Saturday afternoon, Mom mixed the colors in cups. Then she added vinegar. For years, I believed this was to make the dye solution more difficult to convince a sibling to drink. Turns out it was simply a color fixative.

I don't recall all original five Paas colors, but one of them was red. I remember this because a red dye tablet wrapped in bacon and fed to the family dog raises serious alarm when the dog is later observed nonchalantly hemorrhaging onto a fence post.

I think one of the other colors was blue. I vaguely recollect that it takes an hour and a wad of steel wool for a furious parent to change a younger sibling's ears from cobalt back to something approximating flesh tone.

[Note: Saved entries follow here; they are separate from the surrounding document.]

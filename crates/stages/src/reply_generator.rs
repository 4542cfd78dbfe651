//! ReplyGenerator (spec §4.5 Mode A step 5, first half — generation only;
//! retry/seed-perturbation and the intimacy-check gate live in the
//! orchestrator, which drives this stage repeatedly).

use std::sync::Arc;

use chatcoach_llm::{LlmCall, LlmResult, LlmRouter, Quality, TaskType};
use chatcoach_prompt::codec::parse_generation_output;
use chatcoach_prompt::extract::extract_json;
use chatcoach_prompt::types::GenerationOutput;

use crate::error::StageError;

pub struct ReplyGenerator {
    llm: Arc<LlmRouter>,
}

impl ReplyGenerator {
    pub fn new(llm: Arc<LlmRouter>) -> Self {
        Self { llm }
    }

    /// Returns the parsed output alongside the raw `LlmResult` so callers can
    /// track accounting (cost cap, audit) for the underlying call.
    pub async fn generate(
        &self,
        prompt: String,
        quality: Quality,
        user_id: &str,
        max_tokens: Option<u32>,
    ) -> Result<(GenerationOutput, LlmResult), StageError> {
        let mut call = LlmCall::new(TaskType::Generation, prompt, quality, user_id);
        call.max_tokens = max_tokens.or(Some(quality.max_reply_tokens()));

        let result = self.llm.call(call).await?;
        let preview = || result.text.chars().take(200).collect::<String>();

        let value = extract_json(&result.text).map_err(|_| StageError::ReplyParseFailed { preview: preview() })?;
        let output = parse_generation_output(&value).ok_or_else(|| StageError::ReplyParseFailed { preview: preview() })?;
        Ok((output, result))
    }
}
impl Orchestrator {
    pub fn new(
        llm: Arc<LlmRouter>,
        profile_facade: Arc<dyn UserProfileFacade>,
        intimacy_evaluator: Arc<dyn IntimacyEvaluator>,
        audit: Arc<dyn AuditSink>,
        prompt_config: PromptConfig,
        orchestrator_config: OrchestratorConfig,
        fail_open: bool,
        reply_prompt_version_name: impl Into<String>,
    ) -> Self {
        Self {
            llm: llm.clone(),
            context_builder: ContextBuilder::new(llm.clone()),
            scene_analyzer: SceneAnalyzer::new(llm.clone()),
            strategy_planner: StrategyPlanner::new(llm.clone()),
            persona_inferencer: PersonaInferencer::new(profile_facade, llm.clone()),
            reply_generator: ReplyGenerator::new(llm.clone()),
            intimacy_checker: IntimacyChecker::new(intimacy_evaluator, fail_open),
            prompt_config,
            orchestrator_config,
            audit,
            reply_prompt_version_name: reply_prompt_version_name.into(),
        }
    }

    pub(crate) fn llm(&self) -> &Arc<LlmRouter> {
        &self.llm
    }

    pub async fn run_mode_a(&self, request: ModeARequest) -> ModeAOutcome {
        let context = self.build_context(&request).await;

        let scene = match self.scene_analyzer.analyze(&context, request.target_intimacy, &request.user_id).await {
            Ok(mut scene) => {
                scene.risk_flags.extend(derive_risk_flags(request.target_intimacy, context.current_intimacy_level));
                self.audit_scene(&request, &scene).await;
                scene
            }
            Err(err) => {
                // Scene analysis is not in the locally-recoverable set (spec
                // §7): this aborts the current attempt entirely.
                tracing::error!(error = %err, request_id = %request.request_id, "scene analysis failed, aborting pipeline attempt");
                return self.exhausted_outcome(context, None, None);
            }
        };

        self.resume_from_scene(&request, context, scene).await
    }

    async fn build_context(&self, request: &ModeARequest) -> ConversationContext {
        match self.context_builder.build(&request.conversation, &request.user_id).await {
            Ok(context) => context,
            Err(err) => {
                tracing::warn!(error = %err, request_id = %request.request_id, "context build failed, substituting conservative default");
                let mut default = ConversationContext::unavailable_default();
                default.conversation = request.conversation.clone();
                default
            }
        }
    }

    /// Shared tail of both execution modes, starting from stage 3
    /// (strategy planning); Mode B's merge-step call replaces stages 1+2
    /// and hands a scene it already has to this same continuation.
    pub(crate) async fn resume_from_scene(
        &self,
        request: &ModeARequest,
        context: ConversationContext,
        scene: SceneAnalysisResult,
    ) -> ModeAOutcome {
        let plan = if self.orchestrator_config.no_strategy_planner {
            synthesize_fallback(&scene)
        } else {
            self.strategy_planner.plan(&scene, &request.user_id).await
        };

        let persona = self.persona_inferencer.infer(&request.user_id, &context).await;
        self.audit_persona(request, &persona).await;

        self.run_generation_attempts(request, context, scene, plan, persona).await
    }

    async fn run_generation_attempts(
        &self,
        request: &ModeARequest,
        context: ConversationContext,
        scene: SceneAnalysisResult,
        plan: StrategyPlan,
        persona: PersonaSnapshot,
    ) -> ModeAOutcome {
        let max_retries = self.orchestrator_config.max_retries.max(1);
        let mut current_plan = plan.clone();
        let mut cost_usd = 0.0_f64;
        let mut last_generation: Option<GenerationOutput> = None;
        let mut accepted = false;

        for attempt_number in 1..=max_retries {
            let quality = if cost_usd >= self.orchestrator_config.cost_limit_usd { Quality::Cheap } else { Quality::Normal };

            let max_tokens = if attempt_number == 1 {
                quality.max_reply_tokens()
            } else {
                let seed = perturb_for_retry(&plan, attempt_number);
                current_plan = seed.plan;
                (quality.max_reply_tokens() as f32 * seed.max_tokens_scale).round() as u32
            };

            let assembler = PromptAssembler::new(&self.prompt_config);
            let inputs = ReplyPromptInputs {
                context: &context,
                plan: Some(&current_plan),
                persona: &persona,
                target_intimacy: request.target_intimacy,
                prompt_version_name: &self.reply_prompt_version_name,
            };
            let prompt = assembler.build_reply_prompt(&inputs, quality);

            let generated = self.reply_generator.generate(prompt, quality, &request.user_id, Some(max_tokens)).await;

            let (generation, llm_result) = match generated {
                Ok(pair) => pair,
                Err(err) => {
                    tracing::warn!(error = %err, attempt = attempt_number, request_id = %request.request_id, "reply generation attempt failed");
                    if let StageError::ReplyParseFailed { preview } = &err {
                        if self.prompt_config.log_failed_json_replies {
                            self.audit.failed_reply(FailedReplyLog::new(request.request_id.clone(), "generation", preview)).await;
                        }
                    }
                    self.audit_llm_call(request, "generation", None, false).await;
                    continue;
                }
            };

            cost_usd += llm_result.cost_usd;
            self.audit_llm_call(request, "generation", Some(&llm_result), true).await;

            let Some(top) = generation.replies.first() else {
                self.audit_generation(request, attempt_number, false, 0).await;
                continue;
            };

            let check = self
                .intimacy_checker
                .check(&top.text, request.target_intimacy, &persona.prompt, &scene, &context)
                .await;
            self.audit_intimacy(request, &check).await;
            self.audit_generation(request, attempt_number, false, generation.replies.len()).await;

            last_generation = Some(generation);
            if check.passed {
                accepted = true;
                break;
            }
        }

        let attempt_state = if accepted { AttemptState::Accepted } else { AttemptState::Exhausted };

        if accepted {
            ModeAOutcome {
                context,
                scene: Some(scene),
                persona: Some(persona),
                plan: Some(current_plan),
                generation: last_generation.expect("accepted attempt always carries a generation"),
                fallback_used: false,
                attempt_state,
                total_cost_usd: cost_usd,
                bubble_dialogs: None,
            }
        } else {
            let mut outcome = self.exhausted_outcome(context, Some(scene), Some(persona));
            outcome.plan = Some(current_plan);
            outcome.total_cost_usd = cost_usd;
            if let Some(generation) = last_generation {
                outcome.generation.replies.extend(generation.replies);
            }
            outcome
        }
    }

    pub(crate) fn exhausted_outcome(
        &self,
        context: ConversationContext,
        scene: Option<SceneAnalysisResult>,
        persona: Option<PersonaSnapshot>,
    ) -> ModeAOutcome {
        let relationship_state = scene.as_ref().map(|s| s.relationship_state);
        let fallback = fallback_result(relationship_state);
        ModeAOutcome {
            context,
            scene,
            persona,
            plan: None,
            generation: GenerationOutput {
                replies: vec![chatcoach_prompt::types::ReplyCandidate {
                    text: fallback.text,
                    strategy_code: "fallback_template".to_string(),
                    reasoning: None,
                }],
                overall_advice: String::new(),
            },
            fallback_used: true,
            attempt_state: AttemptState::Exhausted,
            total_cost_usd: 0.0,
            bubble_dialogs: None,
        }
    }

    async fn audit_scene(&self, request: &ModeARequest, scene: &SceneAnalysisResult) {
        self.audit
            .scene_analysis(SceneAnalysisLog::new(
                request.request_id.clone(),
                request.session_id.clone(),
                relationship_state_code(scene.relationship_state),
                scenario_code(scene.scenario),
                scene.intimacy_level,
                scene.recommended_strategies.clone(),
                scene.risk_flags.clone(),
            ))
            .await;
    }

    async fn audit_persona(&self, request: &ModeARequest, persona: &PersonaSnapshot) {
        self.audit
            .persona_snapshot(PersonaSnapshotLog::new(
                request.request_id.clone(),
                request.user_id.clone(),
                persona.style.clone(),
                pacing_code(persona.pacing),
                risk_tolerance_code(persona.risk_tolerance),
                persona.confidence,
            ))
            .await;
    }

    async fn audit_intimacy(&self, request: &ModeARequest, check: &IntimacyCheckResult) {
        self.audit
            .intimacy_check(IntimacyCheckLog {
                id: uuid::Uuid::new_v4().to_string(),
                request_id: request.request_id.clone(),
                session_id: request.session_id.clone(),
                passed: check.passed,
                score: check.score,
                per_dimension_scores: check.per_dimension_scores.clone(),
                reason: check.reason.clone(),
                created_at: chrono::Utc::now(),
            })
            .await;
    }

    async fn audit_generation(&self, request: &ModeARequest, attempt: u32, fallback: bool, reply_count: usize) {
        self.audit
            .generation_result(GenerationResultLog {
                id: uuid::Uuid::new_v4().to_string(),
                request_id: request.request_id.clone(),
                session_id: request.session_id.clone(),
                attempt,
                fallback,
                reply_count,
                created_at: chrono::Utc::now(),
            })
            .await;
    }

    async fn audit_llm_call(&self, request: &ModeARequest, task_type: &str, result: Option<&LlmResult>, succeeded: bool) {
        let (provider, model, input_tokens, output_tokens, cost_usd, latency_ms) = match result {
            Some(result) => (
                result.provider.clone(),
                result.model.clone(),
                result.input_tokens,
                result.output_tokens,
                result.cost_usd,
                result.latency_ms,
            ),
            None => (String::new(), String::new(), 0, 0, 0.0, 0),
        };
        self.audit
            .llm_call(LlmCallLog {
                id: uuid::Uuid::new_v4().to_string(),
                request_id: request.request_id.clone(),
                user_id: request.user_id.clone(),
                task_type: task_type.to_string(),
                provider,
                model,
                input_tokens,
                output_tokens,
                cost_usd,
                latency_ms,
                succeeded,
                created_at: chrono::Utc::now(),
            })
            .await;
    }
}
//! PersonaInferencer (spec §4.5 Mode A step 4).
//!
//! Reads the user's profile from the facade (creating an empty one on
//! first sight), and optionally runs an LLM-driven analyser to refine
//! style/pacing/risk-tolerance; falls back to profile-derived defaults on
//! any LLM failure.

use std::sync::Arc;

use chatcoach_collab::UserProfileFacade;
use chatcoach_llm::{LlmCall, LlmRouter, Quality, TaskType};
use chatcoach_prompt::extract::extract_json;
use chatcoach_prompt::schema::{pacing_from_str, risk_tolerance_from_str};
use chatcoach_prompt::types::{ConversationContext, Pacing, PersonaSnapshot, RiskTolerance};

pub struct PersonaInferencer {
    facade: Arc<dyn UserProfileFacade>,
    llm: Arc<LlmRouter>,
}

impl PersonaInferencer {
    pub fn new(facade: Arc<dyn UserProfileFacade>, llm: Arc<LlmRouter>) -> Self {
        Self { facade, llm }
    }

    fn build_prompt(profile_summary: &str, context: &ConversationContext) -> String {
        format!(
            "User profile: {profile_summary}\nConversation summary: {}\n\
             Infer the end-user's conversational style. \
             Respond with JSON only: {{\"style\":\"...\",\"pacing\":\"slow|normal|fast\",\
             \"risk_tolerance\":\"low|medium|high\",\"confidence\":0.0-1.0}}",
            context.summary,
        )
    }

    pub async fn infer(&self, user_id: &str, context: &ConversationContext) -> PersonaSnapshot {
        let profile = match self.facade.fetch(user_id).await {
            Ok(profile) => profile,
            Err(err) => {
                tracing::warn!(error = %err, "profile facade unavailable, using empty profile");
                chatcoach_collab::UserProfile::empty(user_id)
            }
        };

        match self.try_infer(&profile, context, user_id).await {
            Ok(snapshot) => snapshot,
            Err(err) => {
                tracing::warn!(error = %err, "persona inference failed, using profile defaults");
                default_snapshot(&profile)
            }
        }
    }

    async fn try_infer(
        &self,
        profile: &chatcoach_collab::UserProfile,
        context: &ConversationContext,
        user_id: &str,
    ) -> anyhow::Result<PersonaSnapshot> {
        let prompt = Self::build_prompt(&profile.to_prompt_summary(), context);
        let call = LlmCall::new(TaskType::Persona, prompt.clone(), Quality::Cheap, user_id);
        let result = self.llm.call(call).await?;
        let value = extract_json(&result.text)?;

        Ok(PersonaSnapshot {
            style: value["style"].as_str().unwrap_or(&profile.style_summary).to_string(),
            pacing: pacing_from_str(value["pacing"].as_str().unwrap_or("")),
            risk_tolerance: risk_tolerance_from_str(value["risk_tolerance"].as_str().unwrap_or("")),
            confidence: value["confidence"].as_f64().unwrap_or(0.5) as f32,
            prompt,
        })
    }
}

/// Used when the LLM-driven analyser isn't available or fails: the profile's
/// own style summary (possibly empty) and neutral defaults elsewhere.
fn default_snapshot(profile: &chatcoach_collab::UserProfile) -> PersonaSnapshot {
    PersonaSnapshot {
        style: if profile.is_empty_profile() { "unknown, still learning".to_string() } else { profile.style_summary.clone() },
        pacing: Pacing::Normal,
        risk_tolerance: RiskTolerance::Medium,
        confidence: if profile.is_empty_profile() { 0.2 } else { 0.5 },
        prompt: profile.to_prompt_summary(),
    }
}
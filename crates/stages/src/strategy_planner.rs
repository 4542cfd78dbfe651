//! StrategyPlanner (spec §4.5 Mode A step 3).
//!
//! If the LLM-driven plan call fails, synthesises a fallback plan from the
//! scene's recommended strategies with linearly decreasing weights.

use std::sync::Arc;

use chatcoach_llm::{LlmCall, LlmRouter, Quality, TaskType};
use chatcoach_prompt::extract::extract_json;
use chatcoach_prompt::types::{SceneAnalysisResult, StrategyPlan};

pub struct StrategyPlanner {
    llm: Arc<LlmRouter>,
}

impl StrategyPlanner {
    pub fn new(llm: Arc<LlmRouter>) -> Self {
        Self { llm }
    }

    fn build_prompt(scene: &SceneAnalysisResult) -> String {
        format!(
            "Recommended scenario: {:?}\nCandidate strategies: {}\n\
             Produce a compact strategy plan. \
             Respond with JSON only: {{\"weights\":{{\"strategy_name\":0.0-1.0, ...}},\"avoid\":[]}}",
            scene.recommended_scenario,
            scene.recommended_strategies.join(", "),
        )
    }

    /// Never fails: on LLM or parse error, falls back to
    /// `synthesize_fallback` (spec §4.5 step 3).
    pub async fn plan(&self, scene: &SceneAnalysisResult, user_id: &str) -> StrategyPlan {
        match self.try_plan(scene, user_id).await {
            Ok(plan) => plan,
            Err(err) => {
                tracing::warn!(error = %err, "strategy planner failed, synthesising fallback plan");
                synthesize_fallback(scene)
            }
        }
    }

    async fn try_plan(&self, scene: &SceneAnalysisResult, user_id: &str) -> anyhow::Result<StrategyPlan> {
        let prompt = Self::build_prompt(scene);
        let call = LlmCall::new(TaskType::StrategyPlanning, prompt, Quality::Cheap, user_id);
        let result = self.llm.call(call).await?;
        let value = extract_json(&result.text)?;

        let strategy_weights = value["weights"]
            .as_object()
            .map(|obj| {
                obj.iter()
                    .map(|(name, weight)| (name.clone(), weight.as_f64().unwrap_or(0.0) as f32))
                    .take(10)
                    .collect::<Vec<_>>()
            })
            .filter(|weights: &Vec<(String, f32)>| !weights.is_empty())
            .ok_or_else(|| anyhow::anyhow!("strategy planner returned no weights"))?;

        let avoid_strategies = value["avoid"]
            .as_array()
            .map(|items| items.iter().filter_map(|v| v.as_str().map(str::to_string)).collect())
            .unwrap_or_default();

        Ok(StrategyPlan { recommended_scenario: scene.recommended_scenario, strategy_weights, avoid_strategies })
    }
}

/// Linearly decreasing weights (1.0, 0.9, 0.8, ...) over the scene's
/// recommended strategies (spec §4.5 step 3).
pub fn synthesize_fallback(scene: &SceneAnalysisResult) -> StrategyPlan {
    let strategy_weights = scene
        .recommended_strategies
        .iter()
        .enumerate()
        .map(|(i, name)| (name.clone(), (1.0 - 0.1 * i as f32).max(0.0)))
        .collect();

    StrategyPlan { recommended_scenario: scene.recommended_scenario, strategy_weights, avoid_strategies: vec![] }
}
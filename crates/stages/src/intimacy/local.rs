//! Local lexical intimacy evaluator.
//!
//! Grounded on the teacher's `crates/memory/src/sentiment.rs` keyword-bucket
//! + negation-lookback scorer, repurposed from valence to escalation level:
//! instead of positive/negative words we score against intimacy-escalation
//! vocabulary buckets (tone, physical, commitment) and report each as a
//! 0-100 level.

use async_trait::async_trait;

use chatcoach_prompt::types::{ConversationContext, SceneAnalysisResult};

use super::{Decision, EvaluatorVerdict, IntimacyEvaluator};

const TONE_WORDS: &[&str] = &["cute", "sweet", "miss you", "thinking of you", "adorable", "charming"];
const PHYSICAL_WORDS: &[&str] = &["kiss", "hug", "hold you", "in bed", "touch", "cuddle"];
const COMMITMENT_WORDS: &[&str] = &["love you", "marry", "forever", "my girlfriend", "my boyfriend", "soulmate"];

fn bucket_level(lower: &str, words: &[&str]) -> u8 {
    let hits = words.iter().filter(|w| lower.contains(*w)).count();
    (hits as u32 * 30).min(100) as u8
}

/// Negation handling mirrors `sentiment::infer_valence`'s intent, relaxed
/// to phrase level: a candidate containing both a negation token and a
/// bucket word is treated as half-weight, since "not trying to kiss you"
/// is a much weaker escalation signal than "trying to kiss you".
fn negated_bucket_level(content: &str, words: &[&str]) -> u8 {
    let lower = content.to_lowercase();
    let level = bucket_level(&lower, words);
    let negated = ["not", "no", "never", "without"].iter().any(|neg| lower.contains(neg));
    if negated {
        (level as f32 * 0.5) as u8
    } else {
        level
    }
}

#[derive(Default)]
pub struct LocalLexicalEvaluator;

#[async_trait]
impl IntimacyEvaluator for LocalLexicalEvaluator {
    async fn evaluate(
        &self,
        candidate: &str,
        target_intimacy: u8,
        _persona_prompt: &str,
        _scene: &SceneAnalysisResult,
        _context: &ConversationContext,
    ) -> anyhow::Result<EvaluatorVerdict> {
        let tone = negated_bucket_level(candidate, TONE_WORDS);
        let physical = negated_bucket_level(candidate, PHYSICAL_WORDS);
        let commitment = negated_bucket_level(candidate, COMMITMENT_WORDS);

        let max_level = tone.max(physical).max(commitment);
        let decision = if max_level > target_intimacy.saturating_add(40) { Decision::Fail } else { Decision::Pass };

        Ok(EvaluatorVerdict { decision, per_dimension_levels: vec![tone, physical, commitment] })
    }
}

#[cfg(test)]
mod tests {
    use super::*;
    use chatcoach_prompt::types::{EmotionState, RelationshipState, Scenario};

    fn scene() -> SceneAnalysisResult {
        SceneAnalysisResult {
            relationship_state: RelationshipState::Ignition,
            scenario: Scenario::Safe,
            intimacy_level: 10,
            current_scenario: Scenario::Safe,
            recommended_scenario: Scenario::Safe,
            recommended_strategies: vec![],
            risk_flags: vec![],
        }
    }

    fn context() -> ConversationContext {
        ConversationContext {
            summary: String::new(),
            emotion_state: EmotionState::Neutral,
            current_intimacy_level: 10,
            risk_flags: vec![],
            conversation: vec![],
            history_summary: None,
        }
    }

    #[tokio::test]
    async fn mild_tone_scores_low_across_dimensions() {
        let evaluator = LocalLexicalEvaluator;
        let verdict = evaluator.evaluate("You're pretty cute, how's your day going?", 10, "", &scene(), &context()).await.unwrap();
        assert_eq!(verdict.decision, Decision::Pass);
        assert!(verdict.per_dimension_levels[1] == 0, "no physical-escalation words present");
    }

    #[tokio::test]
    async fn commitment_language_scores_high_on_that_dimension() {
        let evaluator = LocalLexicalEvaluator;
        let verdict = evaluator.evaluate("I think I love you, will you marry me?", 10, "", &scene(), &context()).await.unwrap();
        assert!(verdict.per_dimension_levels[2] >= 30);
    }

    #[tokio::test]
    async fn negated_physical_mention_scores_lower_than_unnegated() {
        let evaluator = LocalLexicalEvaluator;
        let negated = evaluator.evaluate("I am not trying to kiss you tonight", 10, "", &scene(), &context()).await.unwrap();
        let plain = evaluator.evaluate("I want to kiss you tonight", 10, "", &scene(), &context()).await.unwrap();
        assert!(negated.per_dimension_levels[1] < plain.per_dimension_levels[1]);
    }
}
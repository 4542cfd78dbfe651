//! Out-of-core collaborators (spec §6.3–§6.4, C5/C6): the screenshot-OCR
//! parser client, the user-profile facade, and the background image
//! dimension fetcher that replaces Mode B's placeholder geometry.

pub mod dimensions;
pub mod geometry;
pub mod profile;
pub mod screenshot;

pub use dimensions::{DimensionFetcher, ImageDimensions};
pub use geometry::{normalize_bbox, NormalizedBbox};
pub use profile::{StubProfileFacade, UserProfile, UserProfileFacade};
pub use screenshot::{Bbox, Bubble, ScreenshotClient};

Never mind that. The point is that we dyed our own eggs. And we kept it simple. If we wanted to write on our eggs, we used a piece of wax. These secret Easter messages remained hidden until the egg emerged from the dye.

Note to kids: Do not write "[deleted]" on an egg. If it comes out of the dye bath while you're still within arm's reach of a male parent, you're going to get an up-close look at the Resurrection.

Later that night, while we slept soundly in dye-stained pajamas, the Easter Bunny came and hid the eggs and candy all over the yard.

It was magical. We knew magic was involved because in the event of unseasonable weather, the Easter Bunny always got into our house without the old man shooting him.

Easter morning we hunted the eggs and chocolate rabbits the size of bison. Apart from eggs fast-pitched at the neighbors, we didn't waste any of it. The chocolate held out for most of a day, the boiled eggs for a week.

It was the perfect celebration. Any religious symbolism in a Kirby family Easter only came through the healing and forgiving power of Pepto-Bismol.